Metadata-Version: 2.4
Name: calt-x
Version: 1.1.0
Summary: A library for computational algebra using Transformers
Author-email: Hiroshi Kera <kera.hiroshi@gmail.com>, Yuta Sato <sato.yuta@gmail.com>, Shun Arakawa <shun.arkw@gmail.com>
Project-URL: Source, https://github.com/HiroshiKERA/calt
Project-URL: Issues, https://github.com/HiroshiKERA/calt/issues
Requires-Python: <3.13,>=3.10
Description-Content-Type: text/markdown
License-File: LICENSE
Requires-Dist: transformers>=4.49.0
Requires-Dist: omegaconf>=2.3.0
Requires-Dist: torch>=2.6.0
Requires-Dist: wandb>=0.15.11
Requires-Dist: accelerate>=0.29.0
Requires-Dist: joblib>=1.5.0
Requires-Dist: sympy>=1.12
Requires-Dist: IPython>=8.18.1
Provides-Extra: kaggle
Requires-Dist: kaggle; extra == "kaggle"
Dynamic: license-file

# CALT: Computer ALgebra with Transformer

[![Documentation](https://img.shields.io/badge/docs-latest-brightgreen.svg)](https://hiroshikera.github.io/calt/)
[![GitHub Pages](https://img.shields.io/badge/GitHub%20Pages-View%20Documentation-blue.svg)](https://hiroshikera.github.io/calt/)

> 📖 **📚 [View Full Documentation](https://hiroshikera.github.io/calt/)**

## Overview

CALT is a simple Python library for learning arithmetic and symbolic computation with a Transformer model (a deep neural model to realize sequence-to-sequence functions). 

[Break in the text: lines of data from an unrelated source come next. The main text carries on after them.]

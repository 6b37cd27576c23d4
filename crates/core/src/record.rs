//! Persisted record model
//!
//! The document store, text index, and vector index all hold the same
//! logical `MemoryRecord`. MemCells and Episodes share one shape; readers
//! tell them apart by whether `memcell_event_id_list` is populated. The
//! record kind is also stored explicitly so filtered queries never need a
//! presence-of-field check.

use crate::message::RawMessage;
use chrono::{DateTime, FixedOffset, Utc};
use serde::{Deserialize, Serialize};
use std::collections::HashMap;

/// Kind of a persisted record
#[derive(Debug, Clone, Copy, PartialEq, Eq, Serialize, Deserialize, Default)]
#[serde(rename_all = "snake_case")]
pub enum RecordType {
    /// MemCell extracted from a conversation segment
    #[default]
    Conversation,
    /// MemCell extracted from an ingested document
    Document,
    /// MemCell from another source
    Other,
    /// Second-order summary grouping several MemCells
    Episode,
}

impl RecordType {
    pub fn as_str(&self) -> &'static str {
        match self {
            Self::Conversation => "conversation",
            Self::Document => "document",
            Self::Other => "other",
            Self::Episode => "episode",
        }
    }

    pub fn parse(s: &str) -> Self {
        match s {
            "document" => Self::Document,
            "other" => Self::Other,
            "episode" => Self::Episode,
            _ => Self::Conversation,
        }
    }
}

/// One unit of persisted memory
///
/// An empty `user_id` means the record is group-scoped; an empty `group_id`
/// means it is personal. `event_id` is assigned by the triple-store writer
/// and is identical across all three backends.
#[derive(Debug, Clone, PartialEq, Serialize, Deserialize)]
pub struct MemoryRecord {
    pub event_id: String,
    #[serde(default)]
    pub user_id: String,
    #[serde(default)]
    pub group_id: String,
    #[serde(default)]
    pub participants: Vec<String>,
    pub timestamp: DateTime<FixedOffset>,
    #[serde(rename = "type", default)]
    pub record_type: RecordType,
    #[serde(default)]
    pub subject: String,
    #[serde(default)]
    pub summary: String,
    #[serde(default)]
    pub keywords: Vec<String>,
    #[serde(default)]
    pub linked_entities: Vec<String>,
    /// Source messages, verbatim
    #[serde(default)]
    pub original_data: Vec<RawMessage>,
    /// Empty on a plain MemCell; the constituent cell ids on an Episode
    #[serde(default)]
    pub memcell_event_id_list: Vec<String>,
    /// Long-form narrative; only Episodes carry one
    #[serde(default, skip_serializing_if = "String::is_empty")]
    pub episode: String,
    /// Validity window for semantic-style records; both bounds must be
    /// present for the validity filter to apply
    #[serde(default, skip_serializing_if = "Option::is_none")]
    pub start_time: Option<DateTime<FixedOffset>>,
    #[serde(default, skip_serializing_if = "Option::is_none")]
    pub end_time: Option<DateTime<FixedOffset>>,
    pub created_at: DateTime<Utc>,
    pub updated_at: DateTime<Utc>,
}

impl MemoryRecord {
    /// Whether this record is an Episode summary rather than a MemCell
    pub fn is_episode(&self) -> bool {
        !self.memcell_event_id_list.is_empty()
    }

    /// The text handed to the embedder and the text index. Subject, summary
    /// and narrative concatenated; keywords appended so keyword-only
    /// records stay searchable.
    pub fn search_text(&self) -> String {
        let mut parts: Vec<&str> = Vec::with_capacity(4);
        if !self.subject.is_empty() {
            parts.push(&self.subject);
        }
        if !self.summary.is_empty() {
            parts.push(&self.summary);
        }
        if !self.episode.is_empty() {
            parts.push(&self.episode);
        }
        let mut text = parts.join("\n");
        if !self.keywords.is_empty() {
            text.push('\n');
            text.push_str(&self.keywords.join(" "));
        }
        text
    }

    /// Indexable phrases for the text index `search_content` field
    pub fn search_content(&self) -> Vec<String> {
        let mut content = Vec::with_capacity(3 + self.keywords.len());
        if !self.subject.is_empty() {
            content.push(self.subject.clone());
        }
        if !self.summary.is_empty() {
            content.push(self.summary.clone());
        }
        if !self.episode.is_empty() {
            content.push(self.episode.clone());
        }
        content.extend(self.keywords.iter().cloned());
        content
    }
}

/// Derived per-user-per-group aggregate, version-tagged
///
/// Each upsert writes a new `version`; exactly one row per
/// `(user_id, group_id)` pair has `is_latest = true`, the one with the
/// lexicographically greatest version.
#[derive(Debug, Clone, PartialEq, Serialize, Deserialize)]
pub struct GroupProfile {
    pub user_id: String,
    pub group_id: String,
    pub version: String,
    pub is_latest: bool,
    /// Free-form profile payload
    #[serde(default)]
    pub payload: serde_json::Value,
    pub created_at: DateTime<Utc>,
    pub updated_at: DateTime<Utc>,
}

/// Detail of one participant in a conversation group
#[derive(Debug, Clone, PartialEq, Serialize, Deserialize)]
pub struct UserDetail {
    pub full_name: String,
    pub role: String,
    #[serde(default)]
    pub extra: HashMap<String, serde_json::Value>,
}

/// Group-level conversation metadata, upserted by the chat system
#[derive(Debug, Clone, PartialEq, Serialize, Deserialize)]
pub struct ConversationMeta {
    pub version: String,
    pub scene: String,
    #[serde(default)]
    pub scene_desc: HashMap<String, serde_json::Value>,
    pub name: String,
    #[serde(default)]
    pub description: String,
    pub group_id: String,
    pub created_at: DateTime<FixedOffset>,
    pub default_timezone: String,
    #[serde(default)]
    pub user_details: HashMap<String, UserDetail>,
    #[serde(default)]
    pub tags: Vec<String>,
}
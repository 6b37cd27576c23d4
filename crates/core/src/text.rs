//! Smart text scoring
//!
//! Token-weighted length measure used to boost multi-term keyword queries.
//! A CJK character or an English word counts 1.0, a run of digits 0.8,
//! punctuation 0.2, whitespace 0.1, anything else 0.5. The total score of a
//! string is the sum of its token scores; an empty string scores 0.

use serde::{Deserialize, Serialize};

/// Token class recognized by the scorer
#[derive(Debug, Clone, Copy, PartialEq, Eq, Serialize, Deserialize)]
#[serde(rename_all = "snake_case")]
pub enum TokenKind {
    /// One Chinese / Japanese / Korean character
    CjkChar,
    /// A maximal run of ASCII letters
    EnglishWord,
    /// A maximal run of ASCII digits
    ContinuousNumber,
    /// A single punctuation character (ASCII or CJK)
    Punctuation,
    /// A maximal run of whitespace
    Whitespace,
    /// Anything else, one maximal run
    Other,
}

/// Per-class weights
#[derive(Debug, Clone, Copy, PartialEq, Serialize, Deserialize)]
pub struct TokenWeights {
    pub cjk_char: f32,
    pub english_word: f32,
    pub continuous_number: f32,
    pub punctuation: f32,
    pub whitespace: f32,
    pub other: f32,
}

impl Default for TokenWeights {
    fn default() -> Self {
        Self {
            cjk_char: 1.0,
            english_word: 1.0,
            continuous_number: 0.8,
            punctuation: 0.2,
            whitespace: 0.1,
            other: 0.5,
        }
    }
}

impl TokenWeights {
    fn weight(&self, kind: TokenKind) -> f32 {
        match kind {
            TokenKind::CjkChar => self.cjk_char,
            TokenKind::EnglishWord => self.english_word,
            TokenKind::ContinuousNumber => self.continuous_number,
            TokenKind::Punctuation => self.punctuation,
            TokenKind::Whitespace => self.whitespace,
            TokenKind::Other => self.other,
        }
    }
}

/// One parsed token with its score
#[derive(Debug, Clone, PartialEq)]
pub struct TextToken {
    pub kind: TokenKind,
    pub content: String,
    pub score: f32,
}

/// Tokenizer + scorer over mixed CJK / Latin text
#[derive(Debug, Clone, Default)]
pub struct SmartTextScorer {
    weights: TokenWeights,
}

impl SmartTextScorer {
    pub fn new(weights: TokenWeights) -> Self {
        Self { weights }
    }

    /// Split text into scored tokens
    pub fn tokenize(&self, text: &str) -> Vec<TextToken> {
        let mut tokens = Vec::new();
        let mut chars = text.chars().peekable();

        while let Some(&c) = chars.peek() {
            if is_cjk(c) {
                chars.next();
                tokens.push(self.token(TokenKind::CjkChar, c.to_string()));
            } else if c.is_ascii_alphabetic() {
                let word = take_run(&mut chars, |c| c.is_ascii_alphabetic());
                tokens.push(self.token(TokenKind::EnglishWord, word));
            } else if c.is_ascii_digit() {
                let number = take_run(&mut chars, |c| c.is_ascii_digit());
                tokens.push(self.token(TokenKind::ContinuousNumber, number));
            } else if is_punctuation(c) {
                chars.next();
                tokens.push(self.token(TokenKind::Punctuation, c.to_string()));
            } else if c.is_whitespace() {
                let ws = take_run(&mut chars, char::is_whitespace);
                tokens.push(self.token(TokenKind::Whitespace, ws));
            } else {
                let other = take_run(&mut chars, |c| {
                    !is_cjk(c)
                        && !c.is_ascii_alphanumeric()
                        && !is_punctuation(c)
                        && !c.is_whitespace()
                });
                tokens.push(self.token(TokenKind::Other, other));
            }
        }

        tokens
    }

    /// Total smart score of a string
    pub fn score(&self, text: &str) -> f32 {
        self.tokenize(text).iter().map(|t| t.score).sum()
    }

    fn token(&self, kind: TokenKind, content: String) -> TextToken {
        TextToken {
            kind,
            content,
            score: self.weights.weight(kind),
        }
    }
}

fn take_run<F>(chars: &mut std::iter::Peekable<std::str::Chars<'_>>, pred: F) -> String
where
    F: Fn(char) -> bool,
{
    let mut run = String::new();
    while let Some(&c) = chars.peek() {
        if !pred(c) {
            break;
        }
        run.push(c);
        chars.next();
    }
    run
}

/// CJK unified ideographs, kana, and hangul ranges
fn is_cjk(c: char) -> bool {
    matches!(c,
        '\u{4E00}'..='\u{9FFF}'   // CJK unified ideographs
        | '\u{3400}'..='\u{4DBF}' // CJK extension A
        | '\u{F900}'..='\u{FAFF}' // CJK compatibility ideographs
        | '\u{3040}'..='\u{309F}' // hiragana
        | '\u{30A0}'..='\u{30FF}' // katakana
        | '\u{AC00}'..='\u{D7AF}' // hangul syllables
        | '\u{1100}'..='\u{11FF}' // hangul jamo
    )
}

fn is_punctuation(c: char) -> bool {
    c.is_ascii_punctuation()
        || matches!(c,
            '\u{3000}'..='\u{303F}'   // CJK symbols and punctuation
            | '\u{FF01}'..='\u{FF0F}' // fullwidth forms (punctuation slices)
            | '\u{FF1A}'..='\u{FF20}'
            | '\u{FF3B}'..='\u{FF40}'
            | '\u{FF5B}'..='\u{FF65}'
            | '\u{2018}'..='\u{201F}' // curly quotes
            | '\u{2026}'              // ellipsis
        )
}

It offers a basic Transformer model and training pipeline, and non-experts of deep learning can focus on constructing datasets to train and evaluate the model. 

## 🚀 Quick Start

### Installation

```bash
pip install calt-x
```

### Instance Generation
For minimal usage, users only need to implement an instance generator for their own task. For example:

```python
def int_sum_generator(seed, N=5, lb=-10, ub=10):
    random.seed(seed)

    # get N random integers from [lb, ub]
    problem = [random.randint(lb, ub) for _ in range(N)]
    answer = sum(problem)

    return problem, answer
```

Feeding the generator to `DataPipeline` generates training and evaluation sets. The `data.yaml` gives a full control over the generation process. 
```python
cfg = OmegaConf.load("configs/data.yaml")
pipeline = DatasetPipeline.from_config(
    cfg.dataset,
    instance_generator=int_sum_generator
)
pipeline.run()
```

### Training Script
Then, a short script implement the training and evalutation through `IOPipeline`, `ModelPipeline`, and `TrainerPipeline`. The config file `train.yaml` (and associated `lexer.yaml`) gives full control over the training setup. 
```python
cfg = OmegaConf.load("configs/train.yaml")
io_pipeline = IOPipeline.from_config(cfg.data)
io_dict = io_pipeline.build()

model = ModelPipeline.from_io_dict(cfg.model, io_dict).build()
trainer_pipeline = TrainerPipeline.from_io_dict(cfg.train, model, io_dict).build()

trainer_pipeline.train()
trainer_pipeline.save_model()
trainer_pipeline.evaluate_and_save_generation()
```

### Examples
See `examples/` directory. 

### For users without a local GPU

If you do not have a local GPU, you can still try CALT in two ways:

1. **Run the demo on Google Colab**  
   Use the demo notebook from your browser:
   <https://colab.research.google.com/github/HiroshiKERA/calt/blob/dev/examples/demos/minimal_demo.ipynb>

2. **Use remote jobs on Kaggle**  
   Submit and monitor training jobs from your local terminal using `calt remote ...`.
   See the remote job documentation:
   <https://hiroshikera.github.io/calt/remote/>


## Citation

If you use CALT in your project, please cite our paper:

```bibtex
@misc{kera2025calt,
  title={CALT: A Library for Computer Algebra with Transformer},
  author={Hiroshi Kera and Shun Arawaka and Yuta Sato},
  year={2025},
  archivePrefix={arXiv},
  eprint={2506.08600}
}
```
> Note: The current arXiv preprint is based on the previous version of CALT. The update will come soon.